_YOUR ASSIGNMENT_. The answer must consist of the records, repeated exactly.

_INFORMATION_.
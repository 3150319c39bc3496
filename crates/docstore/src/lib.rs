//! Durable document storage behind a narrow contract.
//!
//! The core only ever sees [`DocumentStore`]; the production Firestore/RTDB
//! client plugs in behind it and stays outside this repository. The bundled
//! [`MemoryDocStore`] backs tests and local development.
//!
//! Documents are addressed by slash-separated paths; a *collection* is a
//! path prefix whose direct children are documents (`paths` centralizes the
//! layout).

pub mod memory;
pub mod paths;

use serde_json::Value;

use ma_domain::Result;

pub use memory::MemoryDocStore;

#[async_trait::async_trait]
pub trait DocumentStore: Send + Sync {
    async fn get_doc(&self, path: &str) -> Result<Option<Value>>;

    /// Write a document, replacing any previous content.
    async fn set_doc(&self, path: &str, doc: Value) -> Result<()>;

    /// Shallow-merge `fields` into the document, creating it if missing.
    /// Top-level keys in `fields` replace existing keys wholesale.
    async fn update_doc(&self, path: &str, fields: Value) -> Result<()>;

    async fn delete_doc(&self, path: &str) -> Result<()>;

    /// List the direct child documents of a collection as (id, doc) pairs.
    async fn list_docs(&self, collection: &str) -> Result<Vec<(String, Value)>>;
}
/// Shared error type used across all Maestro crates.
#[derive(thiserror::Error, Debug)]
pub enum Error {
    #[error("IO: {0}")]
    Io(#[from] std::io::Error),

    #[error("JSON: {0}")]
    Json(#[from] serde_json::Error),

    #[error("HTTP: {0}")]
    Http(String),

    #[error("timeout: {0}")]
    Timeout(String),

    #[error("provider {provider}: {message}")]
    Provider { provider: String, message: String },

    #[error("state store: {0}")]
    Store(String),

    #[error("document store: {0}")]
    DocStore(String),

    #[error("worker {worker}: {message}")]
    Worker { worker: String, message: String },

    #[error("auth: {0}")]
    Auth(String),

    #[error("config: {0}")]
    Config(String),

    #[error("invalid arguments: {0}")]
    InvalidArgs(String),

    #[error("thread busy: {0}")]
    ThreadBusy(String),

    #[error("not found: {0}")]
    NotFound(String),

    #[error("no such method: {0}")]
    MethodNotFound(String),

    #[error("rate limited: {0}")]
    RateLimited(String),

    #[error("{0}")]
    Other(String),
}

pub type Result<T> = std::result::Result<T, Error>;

_TASK RESULT_.
repository 3150319c39bc3496
filename crates/docstore/src/lib.rs
//! Durable document storage behind a narrow contract.
//!
//! The core only ever sees [`DocumentStore`]; the production Firestore/RTDB
//! client plugs in behind it and stays outside this repository. The bundled
//! [`MemoryDocStore`] backs tests and local development.
//!
//! Documents are addressed by slash-separated paths; a *collection* is a
//! path prefix whose direct children are documents (`paths` centralizes the
//! layout).

pub mod memory;
pub mod paths;

use serde_json::Value;

use ma_domain::Result;

pub use memory::MemoryDocStore;

#[async_trait::async_trait]
pub trait DocumentStore: Send + Sync {
    async fn get_doc(&self, path: &str) -> Result<Option<Value>>;

    /// Write a document, replacing any previous content.
    async fn set_doc(&self, path: &str, doc: Value) -> Result<()>;

    /// Shallow-merge `fields` into the document, creating it if missing.
    /// Top-level keys in `fields` replace existing keys wholesale.
    async fn update_doc(&self, path: &str, fields: Value) -> Result<()>;

    async fn delete_doc(&self, path: &str) -> Result<()>;

    /// List the direct child documents of a collection as (id, doc) pairs.
    async fn list_docs(&self, collection: &str) -> Result<Vec<(String, Value)>>;
}
/// Shared error type used across all Maestro crates.
#[derive(thiserror::Error, Debug)]
pub enum Error {
    #[error("IO: {0}")]
    Io(#[from] std::io::Error),

    #[error("JSON: {0}")]
    Json(#[from] serde_json::Error),

    #[error("HTTP: {0}")]
    Http(String),

    #[error("timeout: {0}")]
    Timeout(String),

    #[error("provider {provider}: {message}")]
    Provider { provider: String, message: String },

    #[error("state store: {0}")]
    Store(String),

    #[error("document store: {0}")]
    DocStore(String),

    #[error("worker {worker}: {message}")]
    Worker { worker: String, message: String },

    #[error("auth: {0}")]
    Auth(String),

    #[error("config: {0}")]
    Config(String),

    #[error("invalid arguments: {0}")]
    InvalidArgs(String),

    #[error("thread busy: {0}")]
    ThreadBusy(String),

    #[error("not found: {0}")]
    NotFound(String),

    #[error("no such method: {0}")]
    MethodNotFound(String),

    #[error("rate limited: {0}")]
    RateLimited(String),

    #[error("{0}")]
    Other(String),
}

pub type Result<T> = std::result::Result<T, Error>;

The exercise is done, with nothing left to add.